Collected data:
■ ■ ■ ■ ■

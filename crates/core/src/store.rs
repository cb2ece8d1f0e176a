//! The persistence seam of a conversation.

mod memory;

use async_trait::async_trait;
use chrono::{DateTime, Utc};
use thiserror::Error;

use crate::turn::{ConversationId, NewTurn, Turn, TurnId};
pub use memory::MemoryStore;

/// Failures reported by a [`TurnStore`] implementation.
#[derive(Debug, Error)]
pub enum StoreError {
    /// The backend failed to execute an operation.
    #[error("storage backend failure: {0}")]
    Backend(String),
    /// A persisted record could not be decoded.
    #[error("corrupt record {id}: {reason}")]
    Corrupt { id: String, reason: String },
}

impl StoreError {
    #[inline]
    pub fn backend<E: std::fmt::Display>(err: E) -> Self {
        StoreError::Backend(err.to_string())
    }
}

/// Result of [`TurnStore::update_first_text`].
#[derive(Clone, Copy, Debug, PartialEq, Eq)]
pub enum TextEdit {
    Updated,
    NotFound,
    /// The turn exists but its first part is not text.
    NotText,
}

/// An ordered log of turns, partitioned by conversation.
///
/// Implementations must return turns ordered by creation time, with ties
/// kept in insertion order.
#[async_trait]
pub trait TurnStore: Send + Sync {
    /// Returns every turn of `conversation`, oldest first.
    async fn scan(
        &self,
        conversation: &ConversationId,
    ) -> Result<Vec<Turn>, StoreError>;

    /// Inserts all of `turns` in one atomic batch, in the given order.
    async fn insert_many(
        &self,
        conversation: &ConversationId,
        turns: Vec<(NewTurn, DateTime<Utc>)>,
    ) -> Result<Vec<TurnId>, StoreError>;

    /// Replaces the text of the first part of turn `id`.
    async fn update_first_text(
        &self,
        conversation: &ConversationId,
        id: &TurnId,
        text: &str,
    ) -> Result<TextEdit, StoreError>;

    /// Deletes every turn of `conversation`, returning how many were removed.
    async fn delete_all(
        &self,
        conversation: &ConversationId,
    ) -> Result<u64, StoreError>;
}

■ ■ ■ ■ ■

#### Problem statement
Set down only the lines above that fall between the line holding "is not text." and the line holding "#[async_trait]", inclusive, keeping each exact.

#### Reply to the task
    /// The turn exists but its first part is not text.
    NotText,
}

/// An ordered log of turns, partitioned by conversation.
///
/// Implementations must return turns ordered by creation time, with ties
/// kept in insertion order.
#[async_trait]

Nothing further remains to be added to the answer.